(Items from a data source)
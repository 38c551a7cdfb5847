//! Argument combinators: flags, options and positionals.

mod flag;
mod multiflag;
mod multioption;
mod option;
mod positional;
mod rest_positionals;

pub use flag::Flag;
pub use multiflag::MultiFlag;
pub use multioption::MultiOption;
pub use option::OptionArg;
pub use positional::Positional;
pub use rest_positionals::RestPositionals;

use crate::context::ParseContext;

pub(crate) fn too_many_times(count: usize) -> String {
    std::format!("Too many times provided. Expected 1, got: {count}")
}

/// Looks up the fallback environment variable of an absent argument, returning its name
/// and value when set.
pub(crate) fn env_fallback(context: &ParseContext, env: Option<&str>) -> Option<(String, String)> {
    let name = env?;
    let value = context.environment().var(name)?;

    tracing::debug!(target: "parse", "using environment variable {name} as fallback");
    Some((name.to_owned(), value))
}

AIM OF THE EXERCISE: Using the records above, output exactly the lines from the first through the line that contains "value when set.", with both of those included.

EXERCISE SOLUTION:
repository 38c551a7cdfb5847
//! Argument combinators: flags, options and positionals.

mod flag;
mod multiflag;
mod multioption;
mod option;
mod positional;
mod rest_positionals;

pub use flag::Flag;
pub use multiflag::MultiFlag;
pub use multioption::MultiOption;
pub use option::OptionArg;
pub use positional::Positional;
pub use rest_positionals::RestPositionals;

use crate::context::ParseContext;

pub(crate) fn too_many_times(count: usize) -> String {
    std::format!("Too many times provided. Expected 1, got: {count}")
}

/// Looks up the fallback environment variable of an absent argument, returning its name
/// and value when set.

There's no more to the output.